I'm usually quite stoic and tend to keep my emotions to myself (except on this site ). So I think it was a big shock to my family to see how upset I was after my first ICSI failed - it's honestly the only time I can remember when I've really lost control and cried in front of so many people and not been able to control myself in public. So I felt like my family kept trying to make me feel better, like they didn't know how to handle this different part of me that they'd never really seen before. This meant that I felt like I had to rush through my grief of the tx not working and I really felt the relief from my family when they perceived I was back to feeling 'normal'. I guess this time if the tx fails again I want to deal with the grief in my own time and not 'recover' quickly simply for the benefit of others (which I know sounds incredibly selfish). But I know I'll put myself under pressure to act 'normally' even if tx fails because xmas is a huge deal to my DH and his family, which I don't think will be in my interests. By delaying by a month it kind of takes some of that pressure off of me. Does that make sense?

I think my calmness is also due to the fact that whilst I'm not undergoing tx I don't have to worry about the risk of it failing and all the upset that accompanies that. It's like I still have hope but once I start tx there's a chance that that hope will be taken away from me.

I'm surprised that your counsellor said what they did. I totally share your opinion - I will continue striving to pay for tx for as long as it takes! You can't put a price on a much wanted baby! I know of someone who has turned her nose up at the fact that we are using our insurance payout for tx when we have other debts, telling me how expensive children are and how I'd need that money if I was to fall pregnant - but how is that going to happen if I don't pay for the tx in the first place?


----------



## popsy1

Hi ladies,
I dont know about you, but I have noticed that its people who already have children say, oh, I wouldnt do it again, and put all the bad points across. We don't know how they feel, but they dont know how we feel either! Some people also look at us as though we have "got it good". OOOO I get quite cross with them sometimes!
Yes, its the not knowing whats going to happen. However, its been like this in our lives now for about 7 years. I have worked out we have moved house 5 times in just over 4 years. Just bought a house again and its going belly up again. Do you sometimes feel someone has put a curse on you?

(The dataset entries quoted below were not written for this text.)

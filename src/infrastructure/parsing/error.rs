//! Parsing error types for listing-page extraction

use thiserror::Error;

#[derive(Error, Debug, Clone, PartialEq, Eq)]
pub enum ParsingError {
    #[error("Required field '{field}' not found in HTML")]
    RequiredFieldMissing {
        field: String,
        context: Option<String>,
    },

    #[error("Invalid CSS selector: {selector} - {reason}")]
    InvalidSelector { selector: String, reason: String },

    #[error("No usable selector for '{field}': {errors}")]
    NoValidSelectors { field: String, errors: String },

    #[error("URL resolution failed: {url} - {reason}")]
    UrlResolutionFailed { url: String, reason: String },
}

impl ParsingError {
    /// Create a required field missing error with context
    pub fn required_field_missing(field: &str, context: Option<&str>) -> Self {
        Self::RequiredFieldMissing {
            field: field.to_string(),
            context: context.map(ToString::to_string),
        }
    }

    pub fn url_resolution_failed(url: &str, reason: impl ToString) -> Self {
        Self::UrlResolutionFailed {
            url: url.to_string(),
            reason: reason.to_string(),
        }
    }
}

pub type ParsingResult<T> = Result<T, ParsingError>;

Ooops, sorry, I went off on one then didnt I xxx


----------



## Sarah Anne

April wanting to recover in your own time is not at all selfish, even if it does affect other’s Xmas – but if you cope better not doing it over Xmas and you can wait then sounds like a good plan.  As my first tx resulted in hospitalisation due to ohss and thus embryos being frozen, I am yet to experience a negative result from tx, so I don’t know how I will feel (as in what level of extreme heart break).  I do worry now though, as by getting pregnant I have been given hope that it will happen for me, and now I worry that I will be even more disappointed with a negative result.  I remember the negative result month after month for years when we were trying naturally, and that was bad enough.
My counsellor (official fertility one at clinic, only seen post miscarriage) also took away my hopes that I had ten years left to try, saying that I don’t know that as although I responded well to the fresh cycle this does not mean that I will continue to do so.  Talk about kick me while I’m down!  May be she favours the tough love approach!  But I’m sure most of us just keep going, no matter what, as it would be far worse to live a life without children for us.  
Popsy it is always the ones that have children that say such stupid things!  I have had a few say sarcastically, when their children are playing up, “look what you have to look forward to” – I want to slap them and say I would love to have children that play up!!  Sorry to hear about your house – I totally sympathise with you feeling someone has put a curse on you.  My career is up the spout it seems too as well as the miscarriage, feeling the whole world is against me lately.  But there is one thing from all we go through, for those of us lucky enough to have a healthy baby from tx, that we more than most will appreciate every second of being a mum, which those that fall pregnant from just looking at their partner will never properly experience – I bet it is absolutely amazing.


----------



## popsy1

Hi April,
When we moved into our new home, we had said we would do it on the next cycle, which turned out we would have started about a week after moving in. we had already put it on hold for a month longer than we had wanted too due to the move...but I was not ready. So we put it off another month. I can say that I was a lot calmer about that second tx by waiting a month. I just felt more prepared. Only you can decide, but you are still young so an extra month should not make any difference to things. xxx


----------



## April33

Hi ladies,

Wow popsy1, that's a lot of house moves (and a lot of stress, I bet!). Does your DH have a profession where he has to move in order to secure work then?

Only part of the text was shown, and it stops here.